Companies are targeting osteoporosis because the prize for a nondrug treatment is a chance at a vast and untapped market. According to the US Surgeon General, 34 million Americans are at risk of developing osteoporosis, in addition to the 10 million who already have it. The disease becomes increasingly prevalent with age; eight out of 10 sufferers are women.

The world's osteoporosis patients spend an estimated $5 billion to $10 billion a year on medications, many of which can have serious side effects. Among those reported for two of the most widely used drugs - Fosamax from Merck and Actonel from Aventis and Procter & Gamble Pharmaceuticals - are osteonecrosis of the jaw, a wasting condition that is also called jaw death.

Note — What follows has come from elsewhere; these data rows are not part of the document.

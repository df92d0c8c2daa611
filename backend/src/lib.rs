//! Back-office library for a marketplace: CPF and CNPJ validation, the rule
//! that keeps service staff in the service's location, and payment
//! reporting.
//!
//! The `domain` module holds entities, ports and services. `outbound` holds
//! driven adapters, `config` the OrthoConfig settings and `cli` the command
//! surface used by the `backoffice` binary.

pub mod cli;
pub mod config;
pub mod domain;
pub mod outbound;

Juvent COO Roger Talish estimates that his company's revenue could zoom from about $1 million today to $100 million within the next five years as international sales take off and the FDA approves the Juvent 1000 for osteoporosis. "There's a huge demand for this," says Talish.

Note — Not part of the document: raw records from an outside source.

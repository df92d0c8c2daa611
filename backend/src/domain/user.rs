//! User data model.

use std::fmt;

use serde::{Deserialize, Serialize};

use super::{DocumentKind, DocumentNumber, DocumentValidationError, LocationId};

/// Maximum allowed length for a user name.
pub const USER_NAME_MAX: usize = 120;

/// Validation errors returned by the user constructors.
#[derive(Debug, Clone, PartialEq, Eq, thiserror::Error)]
pub enum UserValidationError {
    /// Name was blank.
    #[error("user name must not be empty")]
    EmptyName,
    /// Name exceeded [`USER_NAME_MAX`] characters.
    #[error("user name must be at most {max} characters")]
    NameTooLong {
        /// Maximum character count.
        max: usize,
    },
    /// The identity document was rejected.
    #[error("invalid document: {0}")]
    Document(#[from] DocumentValidationError),
    /// The declared document type disagrees with the document itself.
    #[error("document type {declared} does not match a {actual} document")]
    DocumentTypeMismatch {
        /// Type submitted alongside the document.
        declared: DocumentKind,
        /// Type of the stored document.
        actual: DocumentKind,
    },
}

/// Numeric user identifier assigned by persistence.
#[derive(Debug, Clone, Copy, PartialEq, Eq, Hash, PartialOrd, Ord, Serialize, Deserialize)]
#[serde(transparent)]
pub struct UserId(i64);

impl UserId {
    /// Wrap a raw identifier.
    #[must_use]
    pub const fn new(raw: i64) -> Self {
        Self(raw)
    }

    /// Raw identifier value.
    #[must_use]
    pub const fn get(self) -> i64 {
        self.0
    }
}

impl From<i64> for UserId {
    fn from(value: i64) -> Self {
        Self(value)
    }
}

impl fmt::Display for UserId {
    fn fmt(&self, f: &mut fmt::Formatter<'_>) -> fmt::Result {
        write!(f, "{}", self.0)
    }
}

/// Marketplace role of a user.
#[derive(Debug, Clone, Copy, PartialEq, Eq, Hash, Serialize, Deserialize)]
#[serde(rename_all = "SCREAMING_SNAKE_CASE")]
pub enum UserRole {
    /// Back-office administrator.
    Admin,
    /// Travel agency selling services.
    Agency,
    /// Supplier operating services (drivers, guides).
    Supplier,
    /// End customer buying services.
    Customer,
}

/// Human readable user name.
#[derive(Debug, Clone, PartialEq, Eq, Serialize, Deserialize)]
#[serde(try_from = "String", into = "String")]
pub struct UserName(String);

impl UserName {
    /// Validate and construct a [`UserName`]; surrounding whitespace is
    /// trimmed.
    ///
    /// # Errors
    ///
    /// Returns [`UserValidationError`] for blank or overlong names.
    pub fn new(name: impl AsRef<str>) -> Result<Self, UserValidationError> {
        let trimmed = name.as_ref().trim();
        if trimmed.is_empty() {
            return Err(UserValidationError::EmptyName);
        }
        if trimmed.chars().count() > USER_NAME_MAX {
            return Err(UserValidationError::NameTooLong {
                max: USER_NAME_MAX,
            });
        }
        Ok(Self(trimmed.to_owned()))
    }
}

impl AsRef<str> for UserName {
    fn as_ref(&self) -> &str {
        self.0.as_str()
    }
}

impl fmt::Display for UserName {
    fn fmt(&self, f: &mut fmt::Formatter<'_>) -> fmt::Result {
        f.write_str(self.as_ref())
    }
}

impl From<UserName> for String {
    fn from(value: UserName) -> Self {
        value.0
    }
}

impl TryFrom<String> for UserName {
    type Error = UserValidationError;

    fn try_from(value: String) -> Result<Self, Self::Error> {
        Self::new(value)
    }
}

/// Marketplace user.
///
/// ## Invariants
/// - `document` is a checksum-valid CPF or CNPJ; `document_type` is derived
///   from it rather than stored separately.
/// - `location_id` is optional here, but a user without one can never be
///   placed on a service roster.
#[derive(Debug, Clone, PartialEq, Eq, Serialize, Deserialize)]
#[serde(rename_all = "camelCase")]
#[serde(try_from = "UserDto", into = "UserDto")]
pub struct User {
    id: UserId,
    name: UserName,
    role: UserRole,
    location_id: Option<LocationId>,
    document: DocumentNumber,
}

impl User {
    /// Build a user from validated parts.
    #[must_use]
    pub const fn new(
        id: UserId,
        name: UserName,
        role: UserRole,
        location_id: Option<LocationId>,
        document: DocumentNumber,
    ) -> Self {
        Self {
            id,
            name,
            role,
            location_id,
            document,
        }
    }

    /// Build a user from a registration form where the document and its
    /// declared type arrive as raw strings.
    ///
    /// When `document_type` is `None` the kind is inferred from the digit
    /// count.
    ///
    /// # Errors
    ///
    /// Returns [`UserValidationError`] when the name or document is invalid.
    ///
    /// # Examples
    /// ```
    /// use backoffice::domain::{DocumentKind, LocationId, User, UserId, UserRole};
    ///
    /// let user = User::register(
    ///     UserId::new(1),
    ///     "Ana Souza",
    ///     UserRole::Supplier,
    ///     Some(LocationId::new(3)),
    ///     "529.982.247-25",
    ///     Some(DocumentKind::Cpf),
    /// )
    /// .expect("valid registration");
    /// assert_eq!(user.document_type(), DocumentKind::Cpf);
    /// ```
    pub fn register(
        id: UserId,
        name: &str,
        role: UserRole,
        location_id: Option<LocationId>,
        document: &str,
        document_type: Option<DocumentKind>,
    ) -> Result<Self, UserValidationError> {
        let name = UserName::new(name)?;
        let document = match document_type {
            Some(kind) => DocumentNumber::parse(kind, document)?,
            None => DocumentNumber::parse_any(document)?,
        };
        Ok(Self::new(id, name, role, location_id, document))
    }

    /// Stable user identifier.
    #[must_use]
    pub const fn id(&self) -> UserId {
        self.id
    }

    /// User name.
    #[must_use]
    pub const fn name(&self) -> &UserName {
        &self.name
    }

    /// Marketplace role.
    #[must_use]
    pub const fn role(&self) -> UserRole {
        self.role
    }

    /// Registered location, when any.
    #[must_use]
    pub const fn location_id(&self) -> Option<LocationId> {
        self.location_id
    }

    /// Identity document.
    #[must_use]
    pub const fn document(&self) -> &DocumentNumber {
        &self.document
    }

    /// Document type derived from the stored document.
    #[must_use]
    pub const fn document_type(&self) -> DocumentKind {
        self.document.kind()
    }

    /// Replace the identity document wholesale.
    #[must_use]
    pub fn with_document(mut self, document: DocumentNumber) -> Self {
        self.document = document;
        self
    }

    /// Move the user to another location, or clear it.
    #[must_use]
    pub const fn with_location(mut self, location_id: Option<LocationId>) -> Self {
        self.location_id = location_id;
        self
    }
}

#[derive(Debug, Clone, Serialize, Deserialize)]
#[serde(rename_all = "camelCase")]
struct UserDto {
    id: UserId,
    name: String,
    role: UserRole,
    #[serde(default)]
    location_id: Option<LocationId>,
    document: DocumentNumber,
    #[serde(default)]
    document_type: Option<DocumentKind>,
}

impl From<User> for UserDto {
    fn from(value: User) -> Self {
        let document_type = Some(value.document_type());
        Self {
            id: value.id,
            name: value.name.into(),
            role: value.role,
            location_id: value.location_id,
            document: value.document,
            document_type,
        }
    }
}

impl TryFrom<UserDto> for User {
    type Error = UserValidationError;

    fn try_from(value: UserDto) -> Result<Self, Self::Error> {
        let UserDto {
            id,
            name,
            role,
            location_id,
            document,
            document_type,
        } = value;
        if let Some(declared) = document_type.filter(|declared| *declared != document.kind()) {
            return Err(UserValidationError::DocumentTypeMismatch {
                declared,
                actual: document.kind(),
            });
        }
        Ok(Self::new(id, UserName::new(name)?, role, location_id, document))
    }
}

Investors have pumped about $14 million into Juvent. Last April the company was voted "the Venture Capitalists' Choice" at the New Jersey Technology Council's annual Venture Fair. Juvent earlier this year became one of the first two beneficiaries of the New Jersey Economic Development Authority's new Techniuum program, which gave the company $1 million in low-interest financing.

The Juvent machine works by generating high-frequency, low-magnitude vibrations that travel up the skeleton of the person standing on it. The mud vibrations mimic the bone-forming effect that the patient's muscles - particularly those in the calf - had when he or she was younger. "We trick the skeleton into thinking that a 75-year-old's muscles are really a 35-year-old's," says Clinton Rubin, a principal developer of the Juvent 1000.

Rubin, who chairs the department of biomedical engineering at the State University of New York (SUNY) at Stony Brook, began work on the vibrating technology in the early 1980s. He and fellow SUNY researcher Kenneth McLeod were with a Piscataway company called Exogen when British medical-device maker Smith & Nephew acquired it. In 2002 the scientists joined with investors led by John Moroney of Landmark Financial in New York City to acquire the vibrating-platform technology from Smith & Nephew. They launched Juvent to bring it to market.

Under Moroney, a native of Ireland, the company opened a manufacturing plant in Ireland and over the past year has won approvals to market the Juvent 1000 as an osteoporosis treatment outside the United States.